Durante la Segunda Guerra Mundial miles de niños y jóvenes judíos vivieron años de intensa angustia. Para evadir a las autoridades nazis se escondían en áticos y sótanos de Europa. Fueron muchas horas las que tenían que pasar en silencio, incluso inmóviles, en sus escondites, con el miedo de que un juguete o que la voz de un adulto imprudente despertara la sospecha de los vecinos.
A menudo tuvieron que cambiarse sus identidades con documentos falsos, pasar a nuevos ambientes, debieron aprender a responder a nombres ficticios y ocultar gestos que pudieran delatar sus orígenes judíos. Miles fueron ocultados por personas o instituciones de una religión diferente a la suya. Tal fue el caso de Irena Sendler, la enfermera católica que logró salvar de la muerte ocultando a más de 2,500 niños hebreos en el gueto de Varsovia. Estos pequeños tuvieron que aprender a recitar las oraciones y el catecismo católico para poder salvar sus vidas. Cualquier palabra o paso en falso bastaban para que fueran condenados a morir en los campos de concentración.
Los nazis actuaban movidos por la discriminación y la crueldad extrema porque pensaban que los que no pertenecían a la raza aria eran personas defectuosas. Hitler odiaba tanto a los judíos que los llamaba ‘basura, bichos asquerosos y desechos’. Esa discriminación racial llegó hasta la legislación en 1936, cuando la Suprema Corte de Alemania eliminó el derecho a igual protección de todas las personas ante la ley. Una vez eliminado el derecho de igualdad, inició la persecución y la matanza.
Años antes, en Estados Unidos ocurrió algo semejante. El color de la piel fue motivo de discriminación. En 1857 Dred Scott, que era un esclavo negro, tuvo la valentía de denunciar a sus amos por abusos y maltratos. El tribunal de Misuri declaró que los esclavos eran ‘una propiedad’, y no ciudadanos. Scott apeló a la Suprema Corte alegando que desde 1820 la esclavitud había sido abolida en ciertos territorios. El tribunal supremo ratificó al tribunal de Misuri afirmando que los esclavos eran ‘cosas’ y no personas. Esta decisión produjo tan gran controversia que pronto los Estados Unidos se sumergieron en la guerra civil.
Las ideas de los estados confederados del sur de Estados Unidos que defendían el régimen de esclavitud, así como las creencias de los nazis en la superioridad e inferioridad de los seres humanos nos parecen, hoy, inaceptables y terribles. Sin embargo el mismo espíritu de discriminación se manifiesta actualmente hacia los niños no nacidos. La tendencia de las legislaciones en el mundo es conceder a las madres el control total sobre la vida o muerte de sus hijos. El mundo pretende otorgar a sus ciudadanos el derecho legal de decidir la muerte de otro ser humano –el no nacido– con el fin de resolver sus problemas personales, sociales o económicos.

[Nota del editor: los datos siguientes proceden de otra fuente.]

//! Concrete adapter implementations for ports.

pub mod csv_adapter;
pub mod file_config_adapter;
pub mod json_status_adapter;
pub mod topstepx_adapter;
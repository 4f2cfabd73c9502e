//! TopstepX REST broker adapter.
//!
//! Every endpoint is a JSON `POST` carrying a bearer token from
//! `/api/Auth/loginKey`. Responses carry a `success` flag; an unsuccessful
//! lookup or retrieval is logged and returned as an empty result.

use crate::domain::bar::Bar;
use crate::domain::contract::Contract;
use crate::domain::error::RollstitchError;
use crate::ports::broker_port::{BarsRequest, BrokerPort};
use crate::ports::config_port::ConfigPort;
use chrono::{DateTime, Duration, SecondsFormat, Utc};
use reqwest::blocking::Client;
use secrecy::{ExposeSecret, SecretString};
use serde::{Deserialize, Deserializer};
use serde_json::{json, Value};
use std::cell::RefCell;
use tracing::{debug, info, warn};

pub const DEFAULT_API_KEY_ENV: &str = "TOPSTEPX_API_KEY";
pub const DEFAULT_SESSION_TTL_HOURS: i64 = 24;
pub const DEFAULT_TIMEOUT_SECS: u64 = 30;

/// Tokens are refreshed this long before the session would expire.
const REFRESH_MARGIN_MINUTES: i64 = 5;

pub struct TopstepXSettings {
    pub base_url: String,
    pub username: String,
    pub api_key: SecretString,
    pub session_ttl: Duration,
    pub timeout: std::time::Duration,
}

impl TopstepXSettings {
    /// Read `[broker]`. The key comes from `api_key`, or else from the
    /// environment variable named by `api_key_env`.
    pub fn from_config(config: &dyn ConfigPort) -> Result<Self, RollstitchError> {
        let base_url = required(config, "base_url")?;
        let username = required(config, "username")?;

        let api_key = match config.get_string("broker", "api_key").filter(|k| !k.trim().is_empty()) {
            Some(key) => key,
            None => {
                let var = config
                    .get_string("broker", "api_key_env")
                    .unwrap_or_else(|| DEFAULT_API_KEY_ENV.to_string());
                std::env::var(&var).map_err(|_| RollstitchError::ConfigMissing {
                    section: "broker".to_string(),
                    key: format!("api_key (or ${var})"),
                })?
            }
        };

        let ttl_hours = config.get_int("broker", "session_ttl_hours", DEFAULT_SESSION_TTL_HOURS);
        if ttl_hours < 1 {
            return Err(RollstitchError::ConfigInvalid {
                section: "broker".to_string(),
                key: "session_ttl_hours".to_string(),
                reason: "session_ttl_hours must be at least 1".to_string(),
            });
        }
        let timeout_secs = config.get_int("broker", "timeout_secs", DEFAULT_TIMEOUT_SECS as i64);
        let timeout_secs = u64::try_from(timeout_secs)
            .ok()
            .filter(|s| *s > 0)
            .ok_or_else(|| RollstitchError::ConfigInvalid {
                section: "broker".to_string(),
                key: "timeout_secs".to_string(),
                reason: "timeout_secs must be positive".to_string(),
            })?;

        Ok(Self {
            base_url: base_url.trim_end_matches('/').to_string(),
            username,
            api_key: SecretString::new(api_key.into()),
            session_ttl: Duration::hours(ttl_hours),
            timeout: std::time::Duration::from_secs(timeout_secs),
        })
    }
}

fn required(config: &dyn ConfigPort, key: &str) -> Result<String, RollstitchError> {
    config
        .get_string("broker", key)
        .filter(|v| !v.trim().is_empty())
        .ok_or_else(|| RollstitchError::ConfigMissing {
            section: "broker".to_string(),
            key: key.to_string(),
        })
}

struct Session {
    token: SecretString,
    acquired_at: DateTime<Utc>,
}

pub struct TopstepXAdapter {
    client: Client,
    settings: TopstepXSettings,
    session: RefCell<Option<Session>>,
}

impl TopstepXAdapter {
    pub fn new(settings: TopstepXSettings) -> Result<Self, RollstitchError> {
        let client = Client::builder()
            .timeout(settings.timeout)
            .build()
            .map_err(broker_error)?;
        Ok(Self {
            client,
            settings,
            session: RefCell::new(None),
        })
    }

    fn ensure_authenticated(&self) -> Result<(), RollstitchError> {
        let valid = self
            .session
            .borrow()
            .as_ref()
            .is_some_and(|s| token_valid(s.acquired_at, self.settings.session_ttl, Utc::now()));
        if valid {
            return Ok(());
        }
        self.login()
    }

    fn login(&self) -> Result<(), RollstitchError> {
        let url = format!("{}/api/Auth/loginKey", self.settings.base_url);
        let payload = json!({
            "username": self.settings.username,
            "apiKey": self.settings.api_key.expose_secret(),
        });
        let response = self
            .client
            .post(&url)
            .json(&payload)
            .send()
            .map_err(|e| RollstitchError::Auth {
                reason: e.to_string(),
            })?;

        let status = response.status();
        if !status.is_success() {
            return Err(RollstitchError::Auth {
                reason: format!("login request failed with HTTP {status}"),
            });
        }
        let body: Value = response.json().map_err(|e| RollstitchError::Auth {
            reason: format!("login response was not JSON: {e}"),
        })?;

        let token = parse_login(&body)?;
        *self.session.borrow_mut() = Some(Session {
            token: SecretString::new(token.into()),
            acquired_at: Utc::now(),
        });
        info!(username = %self.settings.username, "authenticated with TopstepX");
        Ok(())
    }

    /// Authenticated POST. `Ok(None)` for non-2xx or non-JSON responses.
    fn post(&self, path: &str, payload: &Value) -> Result<Option<Value>, RollstitchError> {
        self.ensure_authenticated()?;
        let token = match self.session.borrow().as_ref() {
            Some(session) => session.token.expose_secret().to_string(),
            None => {
                return Err(RollstitchError::Auth {
                    reason: "no session after login".to_string(),
                })
            }
        };

        let url = format!("{}{}", self.settings.base_url, path);
        let response = self
            .client
            .post(&url)
            .bearer_auth(token)
            .json(payload)
            .send()
            .map_err(broker_error)?;

        let status = response.status();
        if !status.is_success() {
            let text = response.text().unwrap_or_default();
            warn!(path, %status, body = %text, "request failed");
            return Ok(None);
        }
        match response.json::<Value>() {
            Ok(body) => Ok(Some(body)),
            Err(e) => {
                warn!(path, error = %e, "response was not valid JSON");
                Ok(None)
            }
        }
    }
}

impl BrokerPort for TopstepXAdapter {
    fn authenticate(&self) -> Result<(), RollstitchError> {
        self.ensure_authenticated()
    }

    fn search_contracts(&self, text: &str, live: bool) -> Result<Vec<Contract>, RollstitchError> {
        let text = text.trim();
        if text.is_empty() {
            return Ok(Vec::new());
        }
        let body = self.post("/api/Contract/search", &json!({ "searchText": text, "live": live }))?;
        Ok(body.as_ref().map(parse_contracts).unwrap_or_default())
    }

    fn contract_by_id(&self, id: &str) -> Result<Option<Contract>, RollstitchError> {
        let body = self.post("/api/Contract/searchById", &json!({ "contractId": id }))?;
        Ok(body.as_ref().and_then(parse_contract_lookup))
    }

    fn retrieve_bars(&self, request: &BarsRequest) -> Result<Vec<Bar>, RollstitchError> {
        let payload = bars_payload(request);
        let Some(body) = self.post("/api/History/retrieveBars", &payload)? else {
            return Ok(Vec::new());
        };
        if !is_success(&body) {
            warn!(
                contract_id = %request.contract_id,
                error = body.get("errorMessage").and_then(serde_json::Value::as_str).unwrap_or("unknown"),
                "bar retrieval unsuccessful"
            );
            return Ok(Vec::new());
        }
        let bars = parse_bars(&body);
        debug!(contract_id = %request.contract_id, rows = bars.len(), "retrieved bars");
        Ok(bars)
    }
}

fn broker_error(err: reqwest::Error) -> RollstitchError {
    RollstitchError::Broker {
        reason: err.to_string(),
    }
}

/// Whether a token acquired at `acquired_at` is still usable at `now`.
pub fn token_valid(acquired_at: DateTime<Utc>, ttl: Duration, now: DateTime<Utc>) -> bool {
    now < acquired_at + ttl - Duration::minutes(REFRESH_MARGIN_MINUTES)
}

pub fn format_instant(instant: DateTime<Utc>) -> String {
    instant.to_rfc3339_opts(SecondsFormat::Secs, true)
}

pub fn bars_payload(request: &BarsRequest) -> Value {
    json!({
        "contractId": request.contract_id,
        "live": request.live,
        "startTime": format_instant(request.start),
        "endTime": format_instant(request.end),
        "unit": request.unit.wire_code(),
        "unitNumber": request.unit_number,
        "limit": request.limit,
        "includePartialBar": request.include_partial_bar,
    })
}

fn is_success(body: &Value) -> bool {
    body.get("success").and_then(Value::as_bool).unwrap_or(false)
}

fn parse_login(body: &Value) -> Result<String, RollstitchError> {
    if !is_success(body) {
        let message = body
            .get("errorMessage")
            .or_else(|| body.get("message"))
            .and_then(Value::as_str)
            .unwrap_or("login rejected");
        return Err(RollstitchError::Auth {
            reason: message.to_string(),
        });
    }
    body.get("token")
        .and_then(Value::as_str)
        .filter(|t| !t.is_empty())
        .map(str::to_string)
        .ok_or_else(|| RollstitchError::Auth {
            reason: "login response carried no token".to_string(),
        })
}

/// One bar as the history endpoint sends it.
#[derive(Debug, Deserialize)]
pub struct TopstepXBar {
    #[serde(rename = "t", deserialize_with = "deserialize_timestamp")]
    pub timestamp: DateTime<Utc>,
    #[serde(rename = "o")]
    pub open: f64,
    #[serde(rename = "h")]
    pub high: f64,
    #[serde(rename = "l")]
    pub low: f64,
    #[serde(rename = "c")]
    pub close: f64,
    #[serde(rename = "v")]
    pub volume: f64,
}

impl TopstepXBar {
    fn into_bar(self) -> Option<Bar> {
        let prices = [self.open, self.high, self.low, self.close];
        if self.volume < 0.0 || !self.volume.is_finite() || !prices.iter().all(|p| p.is_finite()) {
            return None;
        }
        Some(Bar {
            timestamp: self.timestamp,
            open: self.open,
            high: self.high,
            low: self.low,
            close: self.close,
            volume: self.volume,
        })
    }
}

#[derive(Debug, Deserialize)]
struct TopstepXBarsResponse {
    #[serde(default)]
    bars: Vec<Value>,
}

/// Bars from a `retrieveBars` body. Rows that do not deserialize into a
/// complete bar, or carry negative volume, are dropped.
pub fn parse_bars(body: &Value) -> Vec<Bar> {
    let Ok(response) = TopstepXBarsResponse::deserialize(body) else {
        return Vec::new();
    };
    let total = response.bars.len();
    let bars: Vec<Bar> = response
        .bars
        .iter()
        .filter_map(|item| TopstepXBar::deserialize(item).ok())
        .filter_map(TopstepXBar::into_bar)
        .collect();
    if bars.len() < total {
        debug!(dropped = total - bars.len(), "dropped malformed bars");
    }
    bars
}

fn deserialize_timestamp<'de, D>(deserializer: D) -> Result<DateTime<Utc>, D::Error>
where
    D: Deserializer<'de>,
{
    let value = Value::deserialize(deserializer)?;
    parse_timestamp(&value).ok_or_else(|| serde::de::Error::custom("unreadable bar timestamp"))
}

fn parse_timestamp(value: &Value) -> Option<DateTime<Utc>> {
    match value {
        Value::String(s) => {
            let s = s.trim();
            DateTime::parse_from_rfc3339(s)
                .ok()
                .map(|t| t.with_timezone(&Utc))
                .or_else(|| {
                    chrono::NaiveDateTime::parse_from_str(s, "%Y-%m-%dT%H:%M:%S%.f")
                        .ok()
                        .map(|naive| naive.and_utc())
                })
        }
        Value::Number(n) => n
            .as_i64()
            .and_then(|secs| DateTime::from_timestamp(secs, 0)),
        _ => None,
    }
}

pub fn parse_contracts(body: &Value) -> Vec<Contract> {
    let items = match body {
        Value::Array(items) => items,
        _ => match body.get("contracts").and_then(Value::as_array) {
            Some(items) => items,
            None => return Vec::new(),
        },
    };
    items.iter().filter_map(parse_contract).collect()
}

fn parse_contract_lookup(body: &Value) -> Option<Contract> {
    if !is_success(body) {
        return None;
    }
    body.get("contract").and_then(parse_contract)
}

fn parse_contract(value: &Value) -> Option<Contract> {
    let mut contract: Contract = serde_json::from_value(value.clone()).ok()?;
    if contract.id.trim().is_empty() {
        return None;
    }
    if contract.symbol.is_none() {
        contract.symbol = contract.name.clone();
    }
    Some(contract)
}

Recientemente la agencia abortista más grande del mundo –Planned Parenthood– se ha visto involucrada en una serie de escándalos por traficar con los fetos humanos para ser utilizados en la fabricación de medicinas, parecido a lo que hacían los nazis cuando fabricaban jabones y otros productos con los restos de sus víctimas de los campos de concentración. Lo que vivieron los judíos en los años 40 y lo que sufrieron los negros esclavos, hoy lo viven los niños en gestación. A ellos se le permite existir sólo si alcanzan ciertos estándares de perfección física o de utilidad económica para otros.
La vida no es más humana cuando es vida nacida que cuando se encuentra en etapa embrionaria. Todo ser humano tiene la misma dignidad y merece absoluta promoción y respeto, tanto si se encuentra envuelta por la carne de su madre, como si es niño, si tiene discapacidad, si es joven, adulto, enfermo o anciano. Si faltamos a esta lógica, el aborto, el infanticidio, la eutanasia y cualquier otra atrocidad serán posibles.
Aquellos niños judíos de la guerra tuvieron la posibilidad de esconderse en búnkeres y falsificar su identidad para escapar de la crueldad de sus perseguidores. Los niños no nacidos no tienen oportunidad de escapar del vientre materno. Sólo esperan que, en la guerra que se ha hecho contra ellos, alguien les brinde respeto, amor y cuidado.